Task instructions :: If a line in the entries below includes the string "ALTER", copy it out.

Data shown ::
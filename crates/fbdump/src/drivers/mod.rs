//! Database driver implementations.
//!
//! - [`firebird`]: Firebird dialect and the optional ODBC backend
//!
//! The export and import drivers only see the [`RowSource`] and
//! [`SqlSession`] seams; the functions here pick the backend compiled into
//! the build.

pub mod firebird;

pub use firebird::FirebirdDialect;

use crate::config::ConnectionConfig;
use crate::core::{RowSource, SqlSession};
use crate::error::Result;

#[cfg(not(feature = "odbc"))]
use crate::error::DumpError;

#[cfg(not(feature = "odbc"))]
fn no_backend() -> DumpError {
    DumpError::Config(
        "this build has no database backend; rebuild with `--features odbc`".to_string(),
    )
}

/// Open a cursor over `query` on a new connection.
pub async fn open_row_source(
    conn: &ConnectionConfig,
    charset: &str,
    query: &str,
) -> Result<Box<dyn RowSource>> {
    #[cfg(feature = "odbc")]
    {
        firebird::open_row_source(conn, charset, query)
    }

    #[cfg(not(feature = "odbc"))]
    {
        let _ = (conn, charset, query);
        Err(no_backend())
    }
}

/// Open an import session on a new connection.
pub async fn open_session(conn: &ConnectionConfig, charset: &str) -> Result<Box<dyn SqlSession>> {
    #[cfg(feature = "odbc")]
    {
        Ok(Box::new(firebird::OdbcSession::connect(conn, charset)?))
    }

    #[cfg(not(feature = "odbc"))]
    {
        let _ = (conn, charset);
        Err(no_backend())
    }
}

#[cfg(all(test, not(feature = "odbc")))]
mod tests {
    use super::*;

    #[tokio::test]
    async fn test_no_backend_is_config_error() {
        let conn = ConnectionConfig::default();
        let err = open_session(&conn, "UTF8").await.err().unwrap();
        assert_eq!(err.exit_code(), crate::error::EXIT_CONFIG_ERROR);

        let err = open_row_source(&conn, "NONE", "SELECT * FROM T")
            .await
            .err()
            .unwrap();
        assert!(err.to_string().contains("--features odbc"));
    }
}
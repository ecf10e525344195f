//! Firebird backend.
//!
//! - [`dialect`]: SQL text for queries, the dump header and index control
//! - `odbc`: live connections through the Firebird ODBC driver (feature `odbc`)

pub mod dialect;
#[cfg(feature = "odbc")]
pub mod odbc;

pub use dialect::FirebirdDialect;
#[cfg(feature = "odbc")]
pub use odbc::{open_row_source, OdbcRowSource, OdbcSession};
//! Firebird SQL dialect.
//!
//! Query and directive text for the export cursor, the dump header and the
//! index catalogue.

use crate::config::ConnectionConfig;

/// Firebird SQL syntax.
#[derive(Debug, Clone, Copy, Default)]
pub struct FirebirdDialect;

impl FirebirdDialect {
    /// Create a new Firebird dialect instance.
    pub fn new() -> Self {
        Self
    }

    /// Quote an identifier with double quotes, doubling embedded quotes.
    pub fn quote_ident(&self, name: &str) -> String {
        format!("\"{}\"", name.replace('"', "\"\""))
    }

    /// Quote a string literal.
    pub fn quote_literal(&self, value: &str) -> String {
        format!("'{}'", value.replace('\'', "''"))
    }

    /// Export cursor query. The filter is appended verbatim.
    pub fn build_select_query(&self, table: &str, where_clause: Option<&str>) -> String {
        let mut sql = format!("SELECT * FROM {}", table);
        if let Some(filter) = where_clause.map(str::trim).filter(|w| !w.is_empty()) {
            sql.push_str(" WHERE ");
            sql.push_str(filter);
        }
        sql
    }

    /// Dump header: dialect, charset and a blank separator line.
    pub fn header_lines(&self, dialect: u8, charset: &str) -> [String; 3] {
        [
            format!("SET SQL DIALECT {};", dialect),
            format!("SET NAMES {};", charset),
            String::new(),
        ]
    }

    /// Catalogue name of a table as written in a statement.
    ///
    /// Unquoted names are stored upper case; a double-quoted name keeps its
    /// case.
    pub fn relation_name(&self, table: &str) -> String {
        let table = table.trim();
        match table.strip_prefix('"').and_then(|t| t.strip_suffix('"')) {
            Some(quoted) => quoted.replace("\"\"", "\""),
            None => table.to_uppercase(),
        }
    }

    /// Active, non-unique, non-system indexes of a relation that are not
    /// backing a constraint.
    pub fn index_list_query(&self, relation: &str) -> String {
        format!(
            "SELECT TRIM(I.RDB$INDEX_NAME) FROM RDB$INDICES I \
             WHERE I.RDB$RELATION_NAME = {} \
             AND COALESCE(I.RDB$UNIQUE_FLAG, 0) = 0 \
             AND COALESCE(I.RDB$SYSTEM_FLAG, 0) = 0 \
             AND COALESCE(I.RDB$INDEX_INACTIVE, 0) = 0 \
             AND NOT EXISTS (SELECT 1 FROM RDB$RELATION_CONSTRAINTS C \
             WHERE C.RDB$INDEX_NAME = I.RDB$INDEX_NAME) \
             ORDER BY I.RDB$INDEX_NAME",
            self.quote_literal(relation)
        )
    }

    /// `ALTER INDEX ... INACTIVE`.
    pub fn deactivate_index(&self, index: &str) -> String {
        format!("ALTER INDEX {} INACTIVE", self.quote_ident(index))
    }

    /// `ALTER INDEX ... ACTIVE`. Rebuilds the index.
    pub fn activate_index(&self, index: &str) -> String {
        format!("ALTER INDEX {} ACTIVE", self.quote_ident(index))
    }

    /// ODBC connection string for the Firebird driver.
    pub fn odbc_connection_string(&self, conn: &ConnectionConfig, charset: &str) -> String {
        format!(
            "DRIVER={{{}}};DBNAME={};UID={};PWD={};CHARSET={};DIALECT={}",
            conn.odbc_driver,
            conn.data_source(),
            conn.user,
            conn.password,
            charset,
            conn.dialect
        )
    }
}
//! Configuration validation. Runs before any file or database I/O.

use super::{ConnectionConfig, ExportOptions, ImportOptions};
use crate::error::{DumpError, Result};

/// Validate connection settings.
pub fn validate_connection(conn: &ConnectionConfig) -> Result<()> {
    if conn.database.trim().is_empty() {
        return Err(DumpError::Config(
            "database path is required (--database)".into(),
        ));
    }
    if conn.host.trim().is_empty() {
        return Err(DumpError::Config("host is required (--host)".into()));
    }
    if conn.port == 0 {
        return Err(DumpError::Config("port must be between 1 and 65535".into()));
    }
    Ok(())
}

/// Validate an export run.
pub fn validate_export(conn: &ConnectionConfig, opts: &ExportOptions) -> Result<()> {
    validate_connection(conn)?;
    if opts.table.trim().is_empty() {
        return Err(DumpError::Config("table is required (--table)".into()));
    }
    if opts.output.as_os_str().is_empty() {
        return Err(DumpError::Config("output file is required (--output)".into()));
    }
    Ok(())
}

/// Validate an import run.
pub fn validate_import(conn: &ConnectionConfig, opts: &ImportOptions) -> Result<()> {
    validate_connection(conn)?;
    if opts.input.as_os_str().is_empty() {
        return Err(DumpError::Config("input SQL file is required (--input)".into()));
    }
    if opts.header_scan_lines == 0 {
        return Err(DumpError::Config(
            "import.header_scan_lines must be at least 1".into(),
        ));
    }
    Ok(())
}
//! Transactional statement execution with periodic commits.

use tracing::debug;

use crate::core::SqlSession;
use crate::error::{DumpError, Result};

use super::tokenizer::{Statement, StatementKind};

/// What happened to one statement.
#[derive(Debug, Clone, PartialEq, Eq)]
pub enum ApplyOutcome {
    /// Executed inside the open transaction.
    Applied,
    /// Session-level `SET` executed outside any transaction.
    SessionApplied,
    /// Explicit `COMMIT` statement: the transaction was committed and a new
    /// one opened.
    Committed,
    /// Blank text, consumed without reaching the database.
    Control,
    /// The database rejected the statement. The transaction stays open.
    Failed(String),
}

/// Applies statements on one session, committing every `batch_size`
/// successful statements.
///
/// Only a statement the database rejected ([`DumpError::Rejected`]) is
/// reported as [`ApplyOutcome::Failed`] so the caller decides whether to
/// continue. Begin/commit failures and stream errors are returned as errors.
#[derive(Debug)]
pub struct BatchExecutor {
    batch_size: u64,
    since_commit: u64,
    in_transaction: bool,
    commits: u64,
}

impl BatchExecutor {
    /// `batch_size == 0` disables mid-stream commits.
    pub fn new(batch_size: u64) -> Self {
        Self {
            batch_size,
            since_commit: 0,
            in_transaction: false,
            commits: 0,
        }
    }

    /// Commits issued so far, including explicit `COMMIT` statements.
    pub fn commits(&self) -> u64 {
        self.commits
    }

    /// Statements applied since the last commit.
    pub fn pending(&self) -> u64 {
        self.since_commit
    }

    /// Whether a transaction is open.
    pub fn in_transaction(&self) -> bool {
        self.in_transaction
    }

    /// Open a transaction unless one is already open.
    pub async fn ensure_transaction<S>(&mut self, session: &mut S) -> Result<()>
    where
        S: SqlSession + ?Sized,
    {
        if !self.in_transaction {
            session.begin().await?;
            self.in_transaction = true;
        }
        Ok(())
    }

    async fn commit_and_restart<S>(&mut self, session: &mut S) -> Result<()>
    where
        S: SqlSession + ?Sized,
    {
        if self.in_transaction {
            session.commit().await?;
            self.in_transaction = false;
            self.commits += 1;
            debug!("Committed after {} statements", self.since_commit);
        }
        self.since_commit = 0;
        self.ensure_transaction(session).await
    }

    /// Apply one statement.
    pub async fn apply<S>(&mut self, session: &mut S, stmt: &Statement) -> Result<ApplyOutcome>
    where
        S: SqlSession + ?Sized,
    {
        let sql = stmt.text.trim();
        if sql.is_empty() || sql.starts_with("--") || sql.starts_with("/*") {
            return Ok(ApplyOutcome::Control);
        }

        match stmt.kind {
            StatementKind::Commit => {
                self.commit_and_restart(session).await?;
                Ok(ApplyOutcome::Committed)
            }
            StatementKind::Set => match session.execute_session(sql).await {
                Ok(()) => Ok(ApplyOutcome::SessionApplied),
                Err(DumpError::Rejected(message)) => Ok(ApplyOutcome::Failed(message)),
                Err(e) => Err(e),
            },
            _ => {
                self.ensure_transaction(session).await?;
                match session.execute(sql).await {
                    Ok(()) => {
                        self.since_commit += 1;
                        if self.batch_size > 0 && self.since_commit >= self.batch_size {
                            self.commit_and_restart(session).await?;
                        }
                        Ok(ApplyOutcome::Applied)
                    }
                    Err(DumpError::Rejected(message)) => Ok(ApplyOutcome::Failed(message)),
                    Err(e) => Err(e),
                }
            }
        }
    }

    /// End-of-run commit.
    pub async fn finish<S>(&mut self, session: &mut S) -> Result<()>
    where
        S: SqlSession + ?Sized,
    {
        if self.in_transaction {
            session.commit().await?;
            self.in_transaction = false;
            self.commits += 1;
        }
        self.since_commit = 0;
        Ok(())
    }
}

#[cfg(test)]
mod tests {
    use super::*;
    use async_trait::async_trait;

    #[derive(Debug, Clone, PartialEq, Eq)]
    enum Call {
        Begin,
        Commit,
        Exec(String),
        Session(String),
    }

    #[derive(Default)]
    struct MockSession {
        calls: Vec<Call>,
        fail_on: Option<String>,
        disconnect_on: Option<String>,
    }

    impl MockSession {
        fn commits(&self) -> usize {
            self.calls.iter().filter(|c| **c == Call::Commit).count()
        }
    }

    #[async_trait]
    impl SqlSession for MockSession {
        async fn begin(&mut self) -> Result<()> {
            self.calls.push(Call::Begin);
            Ok(())
        }

        async fn commit(&mut self) -> Result<()> {
            self.calls.push(Call::Commit);
            Ok(())
        }

        async fn execute(&mut self, sql: &str) -> Result<()> {
            if self.fail_on.as_deref() == Some(sql) {
                return Err(DumpError::Rejected("violation of PRIMARY KEY".into()));
            }
            if self.disconnect_on.as_deref() == Some(sql) {
                return Err(DumpError::Database("connection lost".into()));
            }
            self.calls.push(Call::Exec(sql.to_string()));
            Ok(())
        }

        async fn execute_session(&mut self, sql: &str) -> Result<()> {
            self.calls.push(Call::Session(sql.to_string()));
            Ok(())
        }

        async fn query_strings(&mut self, _sql: &str) -> Result<Vec<String>> {
            Ok(Vec::new())
        }
    }

    fn stmt(text: &str) -> Statement {
        Statement {
            text: text.to_string(),
            kind: StatementKind::classify(text),
            line: 1,
        }
    }

    fn insert(i: usize) -> Statement {
        stmt(&format!("INSERT INTO T VALUES ({})", i))
    }

    #[tokio::test]
    async fn test_batch_of_two_over_five_statements() {
        let mut session = MockSession::default();
        let mut exec = BatchExecutor::new(2);

        for i in 0..5 {
            assert_eq!(exec.apply(&mut session, &insert(i)).await.unwrap(), ApplyOutcome::Applied);
        }
        assert_eq!(session.commits(), 2);
        assert_eq!(exec.pending(), 1);

        exec.finish(&mut session).await.unwrap();
        assert_eq!(session.commits(), 3);
        assert_eq!(exec.commits(), 3);
        assert!(!exec.in_transaction());
    }

    #[tokio::test]
    async fn test_zero_batch_size_never_auto_commits() {
        let mut session = MockSession::default();
        let mut exec = BatchExecutor::new(0);
        for i in 0..10 {
            exec.apply(&mut session, &insert(i)).await.unwrap();
        }
        assert_eq!(session.commits(), 0);
        exec.finish(&mut session).await.unwrap();
        assert_eq!(session.commits(), 1);
    }

    #[tokio::test]
    async fn test_explicit_commit_resets_counter() {
        let mut session = MockSession::default();
        let mut exec = BatchExecutor::new(3);

        exec.apply(&mut session, &insert(1)).await.unwrap();
        exec.apply(&mut session, &insert(2)).await.unwrap();
        assert_eq!(exec.apply(&mut session, &stmt("commit")).await.unwrap(), ApplyOutcome::Committed);
        assert_eq!(exec.pending(), 0);
        exec.apply(&mut session, &insert(3)).await.unwrap();
        exec.apply(&mut session, &insert(4)).await.unwrap();

        assert_eq!(session.commits(), 1);
        assert!(!session.calls.contains(&Call::Exec("commit".into())));
        assert_eq!(
            session.calls[..4],
            [
                Call::Begin,
                Call::Exec("INSERT INTO T VALUES (1)".into()),
                Call::Exec("INSERT INTO T VALUES (2)".into()),
                Call::Commit
            ]
        );
    }

    #[tokio::test]
    async fn test_set_runs_outside_transaction() {
        let mut session = MockSession::default();
        let mut exec = BatchExecutor::new(10);

        let outcome = exec
            .apply(&mut session, &stmt("SET GENERATOR G TO 5"))
            .await
            .unwrap();
        assert_eq!(outcome, ApplyOutcome::SessionApplied);
        assert_eq!(session.calls, vec![Call::Session("SET GENERATOR G TO 5".into())]);
        assert!(!exec.in_transaction());
        assert_eq!(exec.pending(), 0);
    }

    #[tokio::test]
    async fn test_failure_keeps_transaction_open() {
        let mut session = MockSession {
            fail_on: Some("INSERT INTO T VALUES (2)".into()),
            ..MockSession::default()
        };
        let mut exec = BatchExecutor::new(100);

        exec.apply(&mut session, &insert(1)).await.unwrap();
        let outcome = exec.apply(&mut session, &insert(2)).await.unwrap();
        assert_eq!(outcome, ApplyOutcome::Failed("violation of PRIMARY KEY".into()));
        assert!(exec.in_transaction());
        assert_eq!(exec.pending(), 1);

        exec.apply(&mut session, &insert(3)).await.unwrap();
        assert_eq!(session.calls.iter().filter(|c| **c == Call::Begin).count(), 1);
    }

    #[tokio::test]
    async fn test_connection_loss_is_an_error() {
        let mut session = MockSession {
            disconnect_on: Some("INSERT INTO T VALUES (2)".into()),
            ..MockSession::default()
        };
        let mut exec = BatchExecutor::new(100);

        exec.apply(&mut session, &insert(1)).await.unwrap();
        let err = exec.apply(&mut session, &insert(2)).await.unwrap_err();
        assert!(err.is_stream_error());
        assert_eq!(exec.pending(), 1);
    }

    #[tokio::test]
    async fn test_blank_statement_is_noop() {
        let mut session = MockSession::default();
        let mut exec = BatchExecutor::new(1);
        assert_eq!(exec.apply(&mut session, &stmt("   ")).await.unwrap(), ApplyOutcome::Control);
        assert!(session.calls.is_empty());
    }

    #[tokio::test]
    async fn test_finish_without_transaction_is_noop() {
        let mut session = MockSession::default();
        let mut exec = BatchExecutor::new(1);
        exec.finish(&mut session).await.unwrap();
        assert!(session.calls.is_empty());
        assert_eq!(exec.commits(), 0);
    }
}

Result of the task ::
    /// `ALTER INDEX ... INACTIVE`.
        format!("ALTER INDEX {} INACTIVE", self.quote_ident(index))
    /// `ALTER INDEX ... ACTIVE`. Rebuilds the index.
        format!("ALTER INDEX {} ACTIVE", self.quote_ident(index))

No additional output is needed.